Кадр из фильма Григория Александрова «Цирк», 1936 г.
Аттракцион «Человек-снаряд» максимально расширяет границы художественного действия и воздействия на зрителей, становясь предтечей акционизма, будь то акции Гюнтера Бруса, Отто Мюля, Германа Нитша, Рудольфа Шварцкоглера или Олега Кулика. Одна из финальных сцен кинофильма «Цирк» хорошо показывает, как виртуозное владение артистами цирковым мастерством и смертельный риск влияют на экстатическое состояние зрителя-участника, сопереживающего это цирковое действие и полностью вовлеченного в него. Мартынов – «человек-снаряд» – одновременно и художник, и фактура. Кроме того, в номере «Человек-снаряд» просматривается подмеченная Ольгой Фрейденберг в книге «Поэтика сюжета и жанра» архаическая взаимосвязь цирка с триумфом и гибелью[437]. Погружение в жерло пушки – своеобразная инверсия погребального обряда, органично переходящего в триумфальное действо.

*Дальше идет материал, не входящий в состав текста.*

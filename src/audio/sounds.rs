//! The two camera sounds.
//!
//! - **Shutter**: a muffled square-wave "thunk" (mirror slap), then 50ms
//!   later a high-passed noise "snap" plus a short triangle "ting".
//! - **Motor**: two seconds of band-passed noise with 100ms fades, the film
//!   being pushed out of the camera. Callers start it [`MOTOR_DELAY`] after
//!   the shutter.
//!
//! Graphs are built fresh on every call. The noise buffers come from the
//! caller's RNG so renders are reproducible under a seeded generator.

use super::graph::{Filter, FilterKind, Param, SignalGraph, Voice, Waveform};
use rand::Rng;
use std::time::Duration;

/// Offset of the shutter's second part from its first.
pub const SHUTTER_CLICK_DELAY: f64 = 0.05;
/// Length of the motor whirr.
pub const MOTOR_DURATION: f64 = 2.0;
/// How long after the shutter the motor starts.
pub const MOTOR_DELAY: Duration = Duration::from_millis(400);

const MOTOR_FADE: f64 = 0.1;

/// `len` samples of white noise, uniform in `[-1, 1)`.
pub fn white_noise<R: Rng + ?Sized>(len: usize, rng: &mut R) -> Vec<f32> {
    (0..len).map(|_| rng.gen_range(-1.0f32..1.0)).collect()
}

fn noise_seconds<R: Rng + ?Sized>(seconds: f64, sample_rate: u32, rng: &mut R) -> Vec<f32> {
    white_noise((sample_rate as f64 * seconds).round() as usize, rng)
}

/// The shutter click scheduled at `start` on the audio clock.
pub fn shutter_graph<R: Rng + ?Sized>(start: f64, sample_rate: u32, rng: &mut R) -> SignalGraph {
    let mut graph = SignalGraph::new(start, sample_rate);

    // Part 1: mechanical thunk
    let mut freq = Param::new(120.0);
    freq.set_value_at_time(120.0, 0.0)
        .exponential_ramp_to_value_at_time(40.0, 0.08);
    let mut gain = Param::new(0.5);
    gain.set_value_at_time(0.5, 0.0)
        .exponential_ramp_to_value_at_time(0.01, 0.08);
    graph.add(
        Voice::oscillator(Waveform::Square, freq, 0.0, 0.1)
            .through(Filter::new(FilterKind::Lowpass, 300.0))
            .with_gain(gain),
    );

    let t2 = SHUTTER_CLICK_DELAY;

    // Part 2a: snap
    let mut gain = Param::new(0.7);
    gain.set_value_at_time(0.7, t2)
        .exponential_ramp_to_value_at_time(0.01, t2 + 0.06);
    graph.add(
        Voice::buffer(noise_seconds(0.1, sample_rate, rng), sample_rate, t2)
            .through(Filter::new(FilterKind::Highpass, 2_000.0))
            .with_gain(gain),
    );

    // Part 2b: metallic ting
    let mut freq = Param::new(2_500.0);
    freq.set_value_at_time(2_500.0, t2)
        .exponential_ramp_to_value_at_time(1_000.0, t2 + 0.04);
    let mut gain = Param::new(0.2);
    gain.set_value_at_time(0.2, t2)
        .exponential_ramp_to_value_at_time(0.01, t2 + 0.04);
    graph.add(Voice::oscillator(Waveform::Triangle, freq, t2, t2 + 0.1).with_gain(gain));

    graph
}

/// The film-eject motor scheduled at `start` on the audio clock.
pub fn motor_graph<R: Rng + ?Sized>(start: f64, sample_rate: u32, rng: &mut R) -> SignalGraph {
    let mut graph = SignalGraph::new(start, sample_rate);

    let mut gain = Param::new(0.0);
    gain.set_value_at_time(0.0, 0.0)
        .linear_ramp_to_value_at_time(0.1, MOTOR_FADE)
        .linear_ramp_to_value_at_time(0.1, MOTOR_DURATION - MOTOR_FADE)
        .linear_ramp_to_value_at_time(0.0, MOTOR_DURATION);

    let mut filter = Filter::new(FilterKind::Bandpass, 500.0).with_q(2.0);
    filter.frequency.set_value_at_time(500.0, 0.0);

    graph.add(
        Voice::buffer(
            noise_seconds(MOTOR_DURATION, sample_rate, rng),
            sample_rate,
            0.0,
        )
        .through(filter)
        .with_gain(gain),
    );
    graph
}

Для Ильфа, Петрова и Катаева финальная сцена, по сравнению с ее интерпретацией Александровым, оказывается почти обыденной:
Полет в стратосферу возобновляется с участием Алины. Песенка Алины на русском языке. Полет заканчивается тем, что Алина спускается из-под купола на громадном парашюте. На земле парашют ее накрывает и превращается в громадную юбку, из-под которой возникает кордебалет с воздушными шариками[438].
Александров, напротив, демонстрирует эстетику чистого действия. Переживание зрителей за судьбу героев как в зале цирка, так и в залах кинотеатров связано с тем, что смерть в каждую секунду могла стать для артистов реальным событием.